Why does HUD maintain a PLF table for ages below the minimum of 62? A change in the law in 2014 provided increased protection to spouses who are not named on a reverse mortgage contract. Today, spouses who are not listed on the reverse mortgage because they had not reached age 62 can remain in their homes after the death of the borrower by being designated Eligible Non-Borrowing Spouses.

Although non-borrower spouses will not have access to any remaining loan funds after the borrowing spouse has died, they also do not have to repay the loan right away. However, interest will continue to accrue on the unpaid balance until the loan is repaid.

How much do younger spouses impact a PLF? A 64-year-old single borrower with an expected interest rate of 5 percent can obtain 53.6 percent of their home’s equity. If the same borrower with the same rate has a 58-year-old spouse, the borrowing limit drops to 50 percent. It falls to 44.3 percent if the non-borrowing spouse is between the ages of 45 and 49, and all the way to 31.7 percent if the non-borrowing spouse is age 18 or 19.

PLFs are periodically adjusted. In 2013, new PLFs introduced by HUD resulted in a roughly 15 percent reduction in principal limits for most borrowers. A year later, in addition to adding non-borrowing spouses, the PLF tables raised the amount of proceeds available for older borrowers in low-rate environments, while reducing PLFs for most HECMs set at higher interest rates.

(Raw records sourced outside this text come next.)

//! Outbound GitHub REST calls used by the branch monitor.

use std::collections::HashSet;
use std::time::Duration;

use async_trait::async_trait;
use secrecy::{ExposeSecret, SecretString};
use serde::de::{DeserializeOwned, IgnoredAny};
use serde::{Deserialize, Serialize};

use crate::error::{AppError, AppResult};

/// HTTP connect timeout for GitHub API calls.
const HTTP_CONNECT_TIMEOUT: Duration = Duration::from_secs(5);
/// HTTP total timeout for GitHub API calls.
const HTTP_REQUEST_TIMEOUT: Duration = Duration::from_secs(30);
const DEFAULT_API_BASE: &str = "https://api.github.com";
const PER_PAGE: usize = 100;
const USER_AGENT: &str = "gitevents";

#[derive(Debug, Clone, PartialEq, Eq, Deserialize)]
pub struct RemoteOwner {
    pub login: String,
}

#[derive(Debug, Clone, PartialEq, Eq, Deserialize)]
pub struct RemoteRepository {
    pub name: String,
    pub full_name: String,
    pub owner: RemoteOwner,
}

#[derive(Debug, Clone, Serialize)]
pub struct NewPull {
    pub title: String,
    pub body: String,
    /// Branch name in the same repository
    pub head: String,
    pub base: String,
}

#[derive(Debug, Clone, PartialEq, Eq, Deserialize)]
pub struct CreatedPull {
    pub number: u64,
    #[serde(default)]
    pub html_url: String,
}

#[derive(Debug, Deserialize)]
struct RemoteBranch {
    name: String,
}

/// The subset of the GitHub API the branch monitor needs.
#[async_trait]
pub trait GitHubApi: Send + Sync {
    /// Repositories accessible to the token owner.
    async fn authenticated_repos(&self) -> AppResult<Vec<RemoteRepository>>;

    async fn get_repo(&self, full_name: &str) -> AppResult<RemoteRepository>;

    async fn list_branches(&self, full_name: &str) -> AppResult<HashSet<String>>;

    /// Whether an open PR exists for `head` (`owner:branch`).
    async fn has_open_pull_for_head(&self, full_name: &str, head: &str) -> AppResult<bool>;

    async fn create_pull(&self, full_name: &str, pull: &NewPull) -> AppResult<CreatedPull>;
}

/// `reqwest` implementation against api.github.com.
#[derive(Clone)]
pub struct GitHubClient {
    http: reqwest::Client,
    token: SecretString,
    base_url: String,
}

impl GitHubClient {
    pub fn new(token: SecretString) -> AppResult<Self> {
        Self::with_base_url(token, DEFAULT_API_BASE)
    }

    /// Point the client at another API root (GitHub Enterprise).
    pub fn with_base_url(token: SecretString, base_url: &str) -> AppResult<Self> {
        let http = reqwest::Client::builder()
            .connect_timeout(HTTP_CONNECT_TIMEOUT)
            .timeout(HTTP_REQUEST_TIMEOUT)
            .user_agent(USER_AGENT)
            .build()
            .map_err(|e| AppError::Internal(format!("Failed to build HTTP client: {}", e)))?;

        Ok(Self {
            http,
            token,
            base_url: base_url.trim_end_matches('/').to_string(),
        })
    }

    fn request(&self, method: reqwest::Method, path: &str) -> reqwest::RequestBuilder {
        self.http
            .request(method, format!("{}{}", self.base_url, path))
            .header(
                "Authorization",
                format!("Bearer {}", self.token.expose_secret()),
            )
            .header("Accept", "application/vnd.github+json")
            .header("X-GitHub-Api-Version", "2022-11-28")
    }

    async fn get_json<T: DeserializeOwned>(&self, path: &str) -> AppResult<T> {
        let response = self.request(reqwest::Method::GET, path).send().await?;
        decode(response, path).await
    }

    /// Follow `page=` until a short page is returned.
    async fn get_paginated<T: DeserializeOwned>(&self, path: &str) -> AppResult<Vec<T>> {
        let separator = if path.contains('?') { '&' } else { '?' };
        let mut items = Vec::new();
        let mut page = 1;
        loop {
            let page_path = format!("{}{}per_page={}&page={}", path, separator, PER_PAGE, page);
            let batch: Vec<T> = self.get_json(&page_path).await?;
            let done = batch.len() < PER_PAGE;
            items.extend(batch);
            if done {
                return Ok(items);
            }
            page += 1;
        }
    }
}

async fn decode<T: DeserializeOwned>(response: reqwest::Response, path: &str) -> AppResult<T> {
    let status = response.status();
    if !status.is_success() {
        let body = response.text().await.unwrap_or_default();
        return Err(AppError::ExternalService(format!(
            "GitHub API {} returned {}: {}",
            path, status, body
        )));
    }
    Ok(response.json::<T>().await?)
}

#[async_trait]
impl GitHubApi for GitHubClient {
    async fn authenticated_repos(&self) -> AppResult<Vec<RemoteRepository>> {
        self.get_paginated("/user/repos").await
    }

    async fn get_repo(&self, full_name: &str) -> AppResult<RemoteRepository> {
        self.get_json(&format!("/repos/{}", full_name)).await
    }

    async fn list_branches(&self, full_name: &str) -> AppResult<HashSet<String>> {
        let branches: Vec<RemoteBranch> = self
            .get_paginated(&format!("/repos/{}/branches", full_name))
            .await?;
        Ok(branches.into_iter().map(|b| b.name).collect())
    }

    async fn has_open_pull_for_head(&self, full_name: &str, head: &str) -> AppResult<bool> {
        let pulls: Vec<IgnoredAny> = self
            .get_json(&format!(
                "/repos/{}/pulls?state=open&head={}&per_page=1",
                full_name,
                urlencoding::encode(head)
            ))
            .await?;
        Ok(!pulls.is_empty())
    }

    async fn create_pull(&self, full_name: &str, pull: &NewPull) -> AppResult<CreatedPull> {
        let path = format!("/repos/{}/pulls", full_name);
        let response = self
            .request(reqwest::Method::POST, &path)
            .json(pull)
            .send()
            .await?;
        decode(response, &path).await
    }
}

Beware of these common reverse mortgage scams

Although a reverse mortgage can be a beneficial financial tool, many unscrupulous individuals and brokers use them as a vehicle to steal from seniors who need money and/or don’t fully understand how they work.

Reverse mortgage fraud can cost homeowners thousands of dollars and/or their homes without them receiving any benefits from a reverse mortgage. The scams can take many forms; here are the most common:

Equity theft. This scheme typically involves several crooks who purchase a home that is distressed or abandoned, then obtain an inflated appraisal on the property. They resell the home to a senior and convince the buyer to take out a reverse mortgage to help pay for it. Only once the transaction is complete, the perpetrator(s) steal the reverse mortgage funds, leaving the senior with no cash and no equity on a property they likely cannot sell.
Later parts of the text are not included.